If the Drs disagreed, then it'd make them look really bad, even if they couldn't get sued. I wasn't aware of a way to argue out of delaying putting on a cast for a greenstick fracture in a haemodynamically stable patient. 

Thank Heavens the "Rivers Parted", and the Drs “agreed” to help us. They told us to go to another room, where a Dr started undoing my “splint”, and began preparing a cast. Unfortunately I wasn't able to watch the entire process, as the ambulance driver called me out to drop me off at home. On the way back, I was relieved but even more exhausted after that ordeal. 

Mission accomplished for the cast. What a diversion, I felt so “battered” by the time he dropped me home. I think this task was the one that so far (by end of Week 3) demanded the most of my improvization/flexibility and communication skills. I thought that advocating was a simple task, but in retrospect realized you needed to demonstrate the medical knowledge to justify your demands and facilitate delivery of treatment. G-d help the non-critical patients who come on their own without a Dr or medical student to escort them, especially when the public here are much less “medically literate”. 

Whilst I personally found their “Medical Innocence” endearing last week, I now understand how this can work against them in a potentially very dangerous sense. I'll never forget this episode...

East Timor Medical Elective - Week 3 (Part 2 / 6)

EAST TIMORESE PEOPLE AND FORGIVENESS
I couldn't understand why the East Timorese people forgive so easily. Especially with regards to the Indonesian massacre of the East Timorese in 1991 and 1999 (apparently up to ~1/4 of the population died), why they have still have little problem with Indonesian culture or Indonesian people. It's a complete contrast to a significant portion of Chinese and Koreans who hate Japan coz of WW2, and the Australian Aboriginals who still complain about injustice even though they've already received an official apology, and copious social welfare (unlike the East Timorese who receive virtually NONE) and academic scholarships despite the statistical majority not making the most of what they've been given.
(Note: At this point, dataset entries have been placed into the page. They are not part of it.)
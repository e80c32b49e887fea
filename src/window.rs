//! Trial window calibration
//!
//! Clients start and stop at slightly different moments. The trial window
//! is the interval during which every client was sending operations:
//! it opens when the last client sends its first operation and closes when
//! the first client sends its last one.

use crate::error::Result;
use crate::event::{RawEvent, Timestamp};
use crate::log_reader::ClientLog;
use chrono::TimeDelta;
use std::ops::ControlFlow;
use tracing::{debug, info};

/// `[start, end)` interval in which all clients were confirmed active
#[derive(Debug, Clone, Copy, PartialEq, Eq)]
pub struct TrialWindow {
    pub start: Timestamp,
    pub end: Timestamp,
}

impl TrialWindow {
    pub fn length(&self) -> TimeDelta {
        self.end - self.start
    }

    /// Window length in (fractional) seconds
    pub fn length_secs(&self) -> f64 {
        self.length().num_milliseconds() as f64 / 1000.0
    }

    pub fn is_long_enough(&self, minimum: TimeDelta) -> bool {
        self.length() >= minimum
    }
}

/// Outcome of calibrating one trial
#[derive(Debug, Clone, PartialEq)]
pub enum Calibration {
    /// Window is long enough; `clients` are the logs that contain sends
    Calibrated {
        window: TrialWindow,
        clients: Vec<ClientLog>,
    },
    /// Some clients never sent an operation
    TooFewClients { valid: usize, expected: usize },
    /// Some client stopped too early
    TooShort {
        window: TrialWindow,
        required: TimeDelta,
    },
}

/// Combine per-client first and last send times into the trial window.
///
/// `None` when no client is given.
pub fn window_from_bounds(first_sends: &[Timestamp], last_sends: &[Timestamp]) -> Option<TrialWindow> {
    Some(TrialWindow {
        start: first_sends.iter().copied().max()?,
        end: last_sends.iter().copied().min()?,
    })
}

/// Timestamp of the first `APP ... S` line; stops reading as soon as found
pub fn first_send(log: &ClientLog) -> Result<Option<Timestamp>> {
    let mut found = None;
    log.for_each_event(|event| match event {
        RawEvent::AppSend { timestamp, .. } => {
            found = Some(timestamp);
            Ok(ControlFlow::Break(()))
        }
        _ => Ok(ControlFlow::Continue(())),
    })?;
    Ok(found)
}

/// Timestamp of the last `APP ... S` line; reads the whole file
pub fn last_send(log: &ClientLog) -> Result<Option<Timestamp>> {
    let mut found = None;
    log.for_each_event(|event| {
        if let RawEvent::AppSend { timestamp, .. } = event {
            found = Some(timestamp);
        }
        Ok(ControlFlow::Continue(()))
    })?;
    Ok(found)
}

/// Compute the common valid window for a trial.
///
/// Clients without any send are excluded. The trial is rejected when fewer
/// than `expected_clients` remain or the window is shorter than `minimum`.
pub fn calibrate(
    clients: &[ClientLog],
    expected_clients: usize,
    minimum: TimeDelta,
) -> Result<Calibration> {
    let mut valid = Vec::with_capacity(clients.len());
    let mut first_sends = Vec::with_capacity(clients.len());
    for client in clients {
        match first_send(client)? {
            Some(first) => {
                debug!(client = %client.name(), first_send = %first, "client started");
                first_sends.push(first);
                valid.push(client.clone());
            }
            None => debug!(client = %client.name(), "no sends, excluding client"),
        }
    }

    info!("Valid clients: {}", valid.len());
    if valid.len() < expected_clients || valid.is_empty() {
        return Ok(Calibration::TooFewClients {
            valid: valid.len(),
            expected: expected_clients,
        });
    }

    let mut last_sends = Vec::with_capacity(valid.len());
    for client in &valid {
        // A client with a first send always has a last send.
        if let Some(last) = last_send(client)? {
            last_sends.push(last);
        }
    }

    let Some(window) = window_from_bounds(&first_sends, &last_sends) else {
        return Ok(Calibration::TooFewClients {
            valid: 0,
            expected: expected_clients,
        });
    };
    info!(start = %window.start, end = %window.end, "Trial window");
    info!("Length: {} sec", window.length_secs());

    if !window.is_long_enough(minimum) {
        return Ok(Calibration::TooShort {
            window,
            required: minimum,
        });
    }

    Ok(Calibration::Calibrated {
        window,
        clients: valid,
    })
}

#[cfg(test)]
mod tests {
    use super::*;
    use chrono::{TimeZone, Utc};
    use std::io::Write;
    use tempfile::TempDir;

    fn at(secs: i64) -> Timestamp {
        Utc.timestamp_opt(1_600_000_000 + secs, 0).unwrap()
    }

    fn app(kind: &str, secs: i64) -> String {
        format!("APP {} {} obj.x {}", at(secs).to_rfc3339(), kind, secs)
    }

    fn client(dir: &TempDir, name: &str, lines: &[String]) -> ClientLog {
        let path = dir.path().join(name);
        let mut file = std::fs::File::create(&path).unwrap();
        for line in lines {
            writeln!(file, "{}", line).unwrap();
        }
        ClientLog::new(path)
    }

    #[test]
    fn test_window_from_bounds_takes_last_start_and_first_stop() {
        let window = window_from_bounds(&[at(10), at(12), at(9)], &[at(80), at(95), at(70)]).unwrap();
        assert_eq!(window.start, at(12));
        assert_eq!(window.end, at(70));
        assert_eq!(window.length(), TimeDelta::seconds(58));
        assert!(!window.is_long_enough(TimeDelta::seconds(60)));
        assert!(window.is_long_enough(TimeDelta::seconds(58)));
    }

    #[test]
    fn test_window_from_bounds_empty() {
        assert!(window_from_bounds(&[], &[]).is_none());
    }

    #[test]
    fn test_first_and_last_send_skip_receives_and_samples() {
        let dir = TempDir::new().unwrap();
        let log = client(
            &dir,
            "client-1-0",
            &[
                app("R", 1),
                format!(
                    r#"CPU {} {{"totalTick":1,"totalIdle":1}}"#,
                    at(2).to_rfc3339()
                ),
                app("S", 3),
                app("S", 40),
                app("R", 50),
            ],
        );
        assert_eq!(first_send(&log).unwrap(), Some(at(3)));
        assert_eq!(last_send(&log).unwrap(), Some(at(40)));
    }

    #[test]
    fn test_first_send_stops_before_later_garbage() {
        let dir = TempDir::new().unwrap();
        let log = client(
            &dir,
            "client-1-0",
            &[app("S", 5), "APP garbage S x 1".to_string()],
        );
        assert_eq!(first_send(&log).unwrap(), Some(at(5)));
        assert!(last_send(&log).is_err());
    }

    #[test]
    fn test_calibrate_accepts_long_trial() {
        let dir = TempDir::new().unwrap();
        let clients = vec![
            client(&dir, "client-1-0", &[app("S", 10), app("S", 80)]),
            client(&dir, "client-1-1", &[app("S", 12), app("S", 95)]),
            client(&dir, "client-1-2", &[app("S", 9), app("S", 90)]),
        ];
        match calibrate(&clients, 3, TimeDelta::seconds(60)).unwrap() {
            Calibration::Calibrated { window, clients } => {
                assert_eq!(window.start, at(12));
                assert_eq!(window.end, at(80));
                assert_eq!(clients.len(), 3);
            }
            other => panic!("expected calibrated, got {:?}", other),
        }
    }

    #[test]
    fn test_calibrate_rejects_short_trial() {
        let dir = TempDir::new().unwrap();
        let clients = vec![
            client(&dir, "client-1-0", &[app("S", 10), app("S", 80)]),
            client(&dir, "client-1-1", &[app("S", 12), app("S", 95)]),
            client(&dir, "client-1-2", &[app("S", 9), app("S", 70)]),
        ];
        match calibrate(&clients, 3, TimeDelta::seconds(60)).unwrap() {
            Calibration::TooShort { window, required } => {
                assert_eq!(window.length_secs(), 58.0);
                assert_eq!(required, TimeDelta::seconds(60));
            }
            other => panic!("expected too short, got {:?}", other),
        }
    }

    #[test]
    fn test_calibrate_excludes_silent_client() {
        let dir = TempDir::new().unwrap();
        let clients = vec![
            client(&dir, "client-1-0", &[app("S", 10), app("S", 80)]),
            client(&dir, "client-1-1", &[app("R", 12)]),
        ];
        assert_eq!(
            calibrate(&clients, 2, TimeDelta::seconds(10)).unwrap(),
            Calibration::TooFewClients {
                valid: 1,
                expected: 2
            }
        );
    }
}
I got told that it's because East Timorese people need to look forward and not dwell on the past. Their economy is also still largely independent on Indonesian products, so it's important to have amicable relationships to avoid an embargo that would destroy their economy even further. But I wondered how much of their external humility is due to their poverty. If East Timor was in an economically superior position, could they then be less forgiving and get away with it? Do they genuinely forgive Indonesians (eg as a Catholic notion, eg “turning the right cheek”), or is this a strategic move to not “rock the boat” any further lest they suffer from a hypothetical Indonesian embargo?
An Aspie (before I came to East Timor) told me that she never burns bridges with other people, “you never know when you need them”. Maybe East Timor is in a similar situation.
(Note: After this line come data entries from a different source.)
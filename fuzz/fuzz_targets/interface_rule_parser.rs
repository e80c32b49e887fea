#![no_main]

use libfuzzer_sys::fuzz_target;
use trial_analyzer::interface::InterfaceRule;

fuzz_target!(|data: &[u8]| {
    if let Ok(input) = std::str::from_utf8(data) {
        // A parsed rule must survive a Display round trip
        if let Ok(rule) = input.parse::<InterfaceRule>() {
            let again: InterfaceRule = rule.to_string().parse().unwrap();
            assert_eq!(rule, again);
        }
    }
});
Nevertheless I find their attitude very inspiring, and it helps to put into perspective the significance of some of my previous problems, of which I've now moved on from.

MINI-CLINICAL NOTES
- I saw a patient whose respiratory symptoms were milder than before. I thought that it couldn't be TB, if he wasn't diagnosed with it after the first time (that was more severe), but I was proven wrong. He was still given a provisional diagnosis.

- There was a dyspnoeic patient who had suspected TB. He didn't officially have Asthma, and never used “Ventolin” (salbutamol) before. He had digital clubbing for a long time. I was puzzled as to what condition he had. Maria came to listen to me present the patient, and soon commenced him on nebulized salbutamol + budesonide. 

I felt dumb; it was obvious but it just didn't occur to me at the time. Just because a patient has never been diagnosed with the condition, doesn't mean they can't have it. You might as well give the treatment a try.